İleriyi gören akıl sahiplerinin, hazırlıklı olması lâzımdır. Dünyanın
güzelliğine ve tadına aldanmamalıdır. İnsanın şerefi ve kıymeti dünyalıkla
ölçülse idi, dünyalığı çok olan kâfirlerin herkesten daha kıymetli ve daha
üstün olmaları lâzım gelirdi. Dünyanın görünüşüne aldanmak akılsızlıktır,
ahmaklıktır. Birkaç günlük zamanı büyük nîmet bilerek, Allahü teâlânın beğendiği
şeyleri yapmaya çalışmalıdır. Allahü teâlânın kullarına ihsân, iyilik
etmelidir...
Kıyâmette azaplardan kurtulmak için, iki büyük temel vardır: Birisi, Allahü
teâlânın emirlerine kıymet vermek, saygı göstermektir. İkinci, Allahü teâlânın
kullarına, yarattıklarına şefkat, iyilik etmektir. Hep doğru söyleyici her ne
söyledi ise, hepsi doğrudur. Şaka, eğlence, sayıklama sözler değildir...
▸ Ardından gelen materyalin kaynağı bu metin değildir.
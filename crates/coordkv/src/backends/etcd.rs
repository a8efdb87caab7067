//! etcd KV backend
//!
//! Talks to the etcd v2 keys API (`/v2/keys/...`). Every request walks the
//! peer list in order and stops at the first peer that answers at all; an
//! HTTP error status from a peer is final and is not retried elsewhere.
//! Write and delete replies are checked against what was requested, so a
//! peer that silently did something else is reported as an error.


use async_trait::async_trait;
use reqwest::{Client, RequestBuilder, Response, StatusCode};
use serde::Deserialize;
use tokio::sync::OnceCell;
use tracing::{debug, info, warn};

use super::path::{encode_key, etcd_canonical};
use super::traits::{BackendKind, KvPair, KvStore};
use crate::error::KvError;
use crate::services::EtcdConfig;

const KEYS_API_PREFIX: &str = "/v2/keys/";

/// Comma-separated peer list read when no peers are configured
pub const ENV_ETCD_PEERS: &str = "ETCDCTL_PEERS";
/// Comma-separated endpoint list appended after ETCDCTL_PEERS
pub const ENV_ETCD_ENDPOINTS: &str = "ETCDCTL_ENDPOINTS";
/// Used when neither configuration nor environment name a peer
pub const DEFAULT_ETCD_PEERS: [&str; 2] = ["http://127.0.0.1:2379", "http://127.0.0.1:4001"];

/// etcd v2 reply envelope
#[derive(Debug, Deserialize)]
struct EtcdResponse {
    action: String,
    #[serde(default)]
    node: Option<EtcdNode>,
    #[serde(default, rename = "prevNode")]
    prev_node: Option<EtcdNode>,
}

#[derive(Debug, Default, Deserialize)]
struct EtcdNode {
    #[serde(default)]
    key: String,
    #[serde(default)]
    value: Option<String>,
    #[serde(default)]
    dir: bool,
    #[serde(default)]
    nodes: Vec<EtcdNode>,
}

#[derive(Debug, Deserialize)]
#[serde(rename_all = "camelCase")]
struct EtcdErrorResponse {
    error_code: u32,
    message: String,
    #[serde(default)]
    cause: Option<String>,
}

/// Peer list resolution: configured peers win, then the two environment
/// variables concatenated, then [`DEFAULT_ETCD_PEERS`].
pub fn resolve_peers<F>(configured: Option<&[String]>, lookup: F) -> Vec<String>
where
    F: Fn(&str) -> Option<String>,
{
    if let Some(configured) = configured {
        let peers = clean_peers(configured.iter().map(String::as_str));
        if !peers.is_empty() {
            return peers;
        }
    }

    let mut peers = Vec::new();
    for var in [ENV_ETCD_PEERS, ENV_ETCD_ENDPOINTS] {
        if let Some(value) = lookup(var) {
            peers.extend(clean_peers(value.split(',')));
        }
    }

    if peers.is_empty() {
        peers = DEFAULT_ETCD_PEERS.iter().map(|p| p.to_string()).collect();
    }

    peers
}

fn clean_peers<'a>(raw: impl Iterator<Item = &'a str>) -> Vec<String> {
    raw.map(|p| p.trim().trim_end_matches('/'))
        .filter(|p| !p.is_empty())
        .map(str::to_string)
        .collect()
}

fn expect_action(reply: &EtcdResponse, expected: &'static str) -> Result<(), KvError> {
    if reply.action != expected {
        return Err(KvError::UnexpectedAction {
            expected,
            actual: reply.action.clone(),
        });
    }
    Ok(())
}

fn status_error(status: StatusCode, body: &str) -> KvError {
    let message = match serde_json::from_str::<EtcdErrorResponse>(body) {
        Ok(err) => match err.cause {
            Some(cause) => format!("{} ({}) [errorCode {}]", err.message, cause, err.error_code),
            None => format!("{} [errorCode {}]", err.message, err.error_code),
        },
        Err(_) => body.trim().to_string(),
    };
    KvError::Status { status, message }
}

struct EtcdConnection {
    client: Client,
    peers: Vec<String>,
}

/// etcd-backed [`KvStore`]
pub struct EtcdBackend {
    config: EtcdConfig,
    connection: OnceCell<EtcdConnection>,
}

impl EtcdBackend {
    pub fn new(config: EtcdConfig) -> Self {
        Self {
            config,
            connection: OnceCell::new(),
        }
    }

    /// Backend talking to exactly these peers
    pub fn with_peers(peers: Vec<String>, ttl: u64) -> Self {
        Self::new(EtcdConfig {
            peers: Some(peers),
            ttl,
            ..Default::default()
        })
    }

    pub fn ttl(&self) -> u64 {
        self.config.ttl
    }

    /// The peer list in use, resolved on first call
    pub async fn peers(&self) -> Result<&[String], KvError> {
        Ok(&self.connect().await?.peers)
    }

    async fn connect(&self) -> Result<&EtcdConnection, KvError> {
        self.connection
            .get_or_try_init(|| async {
                let client = Client::builder()
                    .timeout(self.config.request_timeout())
                    .build()
                    .map_err(|e| {
                        KvError::Client(format!("Failed to create HTTP client: {}", e))
                    })?;

                let peers =
                    resolve_peers(self.config.peers.as_deref(), |name| std::env::var(name).ok());
                info!(?peers, ttl = self.config.ttl, "Connected etcd KV client");

                Ok::<_, KvError>(EtcdConnection { client, peers })
            })
            .await
    }

    /// Send a request built by `build` to each peer in turn until one of
    /// them produces an HTTP response.
    async fn dispatch<F>(&self, build: F) -> Result<Response, KvError>
    where
        F: Fn(&Client, &str) -> RequestBuilder,
    {
        let connection = self.connect().await?;
        let mut last_error: Option<KvError> = None;

        for peer in &connection.peers {
            match build(&connection.client, peer.as_str()).send().await {
                Ok(response) => {
                    debug!(%peer, status = %response.status(), "etcd peer responded");
                    return Ok(response);
                }
                Err(e) => {
                    warn!(%peer, "etcd peer unreachable, trying next: {}", e);
                    last_error = Some(KvError::Connection {
                        endpoint: peer.clone(),
                        source: e,
                    });
                }
            }
        }

        Err(last_error.unwrap_or(KvError::NoPeers))
    }

    fn url(peer: &str, key: &str) -> String {
        format!("{}{}{}", peer, KEYS_API_PREFIX, encode_key(key.trim_end_matches('/')))
    }

    /// Decode a reply; 404 becomes [`KvError::KeyNotFound`] for `key`
    async fn read_reply(response: Response, key: &str) -> Result<EtcdResponse, KvError> {
        let status = response.status();
        let body = response
            .text()
            .await
            .map_err(|e| KvError::Decode(format!("Failed to read response: {}", e)))?;

        if status == StatusCode::NOT_FOUND {
            return Err(KvError::KeyNotFound(key.to_string()));
        }
        if !status.is_success() {
            return Err(status_error(status, &body));
        }

        serde_json::from_str(&body).map_err(|e| {
            KvError::Decode(format!("Failed to parse response: {} - Body: {}", e, body))
        })
    }
}

#[async_trait]
impl KvStore for EtcdBackend {
    fn backend_kind(&self) -> BackendKind {
        BackendKind::Etcd
    }

    async fn set(&self, key: &str, value: &str) -> Result<(), KvError> {
        let ttl = self.config.ttl;
        let response = self
            .dispatch(|client, peer| {
                let url = Self::url(peer, key);
                debug!(%url, ttl, "etcd PUT");
                let request = client.put(&url).form(&[("value", value)]);
                // etcd treats ttl=0 as "expire now", so no TTL means no parameter
                if ttl > 0 {
                    request.query(&[("ttl", ttl)])
                } else {
                    request
                }
            })
            .await?;

        let reply = Self::read_reply(response, key).await?;
        expect_action(&reply, "set")?;

        let node = reply
            .node
            .ok_or_else(|| KvError::Mismatch("set reply has no node".to_string()))?;
        let expected_key = etcd_canonical(key);
        let echoed_value = node.value.as_deref().unwrap_or_default();

        if node.key != expected_key || echoed_value != value {
            return Err(KvError::Mismatch(format!(
                "key/value mismatch, expected \"{}/{}\", got \"{}/{}\"",
                expected_key, value, node.key, echoed_value
            )));
        }

        Ok(())
    }

    async fn get(&self, key: &str) -> Result<String, KvError> {
        let response = self
            .dispatch(|client, peer| {
                let url = Self::url(peer, key);
                debug!(%url, "etcd GET");
                client.get(&url)
            })
            .await?;

        let reply = Self::read_reply(response, key).await?;
        expect_action(&reply, "get")?;

        let node = reply
            .node
            .ok_or_else(|| KvError::Decode(format!("get reply for {} has no node", key)))?;
        if node.dir {
            return Err(KvError::Mismatch(format!("{} is a directory", key)));
        }

        Ok(node.value.unwrap_or_default())
    }

    async fn delete(&self, key: &str) -> Result<(), KvError> {
        let response = self
            .dispatch(|client, peer| {
                let url = Self::url(peer, key);
                debug!(%url, "etcd DELETE");
                client.delete(&url)
            })
            .await?;

        let reply = match Self::read_reply(response, key).await {
            Ok(reply) => reply,
            Err(e) if e.is_not_found() => {
                debug!(%key, "etcd DELETE of absent key");
                return Ok(());
            }
            Err(e) => return Err(e),
        };
        expect_action(&reply, "delete")?;

        let deleted_key = reply.node.map(|n| n.key).unwrap_or_default();
        let expected_key = etcd_canonical(key);
        if deleted_key != expected_key {
            return Err(KvError::Mismatch(format!(
                "expected delete key \"{}\", got \"{}\"",
                expected_key, deleted_key
            )));
        }

        if let Some(prev) = reply.prev_node {
            debug!(key = %prev.key, prev_value = ?prev.value, "etcd key deleted");
        }

        Ok(())
    }

    async fn list(&self, path: &str) -> Result<Vec<KvPair>, KvError> {
        let response = self
            .dispatch(|client, peer| {
                let url = Self::url(peer, path);
                debug!(%url, "etcd GET directory");
                client.get(&url)
            })
            .await?;

        let reply = match Self::read_reply(response, path).await {
            Ok(reply) => reply,
            Err(e) if e.is_not_found() => return Ok(Vec::new()),
            Err(e) => return Err(e),
        };
        expect_action(&reply, "get")?;

        let node = reply
            .node
            .ok_or_else(|| KvError::Decode(format!("list reply for {} has no node", path)))?;
        let pairs = node
            .nodes
            .into_iter()
            .filter(|child| !child.dir)
            .map(|child| {
                let key = child.key.trim_start_matches('/').to_string();
                KvPair::new(key, child.value.unwrap_or_default())
            })
            .collect();

        Ok(pairs)
    }
}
Tavşan gibi gözü açık uyku ne kadar sürecek. Bu uykunun sonu rezil, rüsvâ
olmak ve eli boş, mahrum kalmaktır. Mü'minûn sûresinin yüzonbeşinci âyetinde
meâlen;
(Sizi abes olarak, oyuncak olarak mı yarattım sanıyorsunuz. Bize dönmeyecek misiniz zannediyorsunuz?) buyuruldu. Her ne kadar, böyle sözleri dinleyecek hâlde olmadığınızı biliyorum. Gençsiniz. İçiniz kaynıyor. Dünya nîmetleri içindesiniz. Herkese sözünüz geçiyor. Her istediğinizi yapabiliyorsunuz. Fakat, size acıdığımız için, iyilik etmek istediğimiz için bunlar yazıldı. Elinizden bir şey kaçmış değildir. Tevbe edilecek, Allahü teâlâya yalvaracak zamandır. Haberleşmemiz lâzımdır."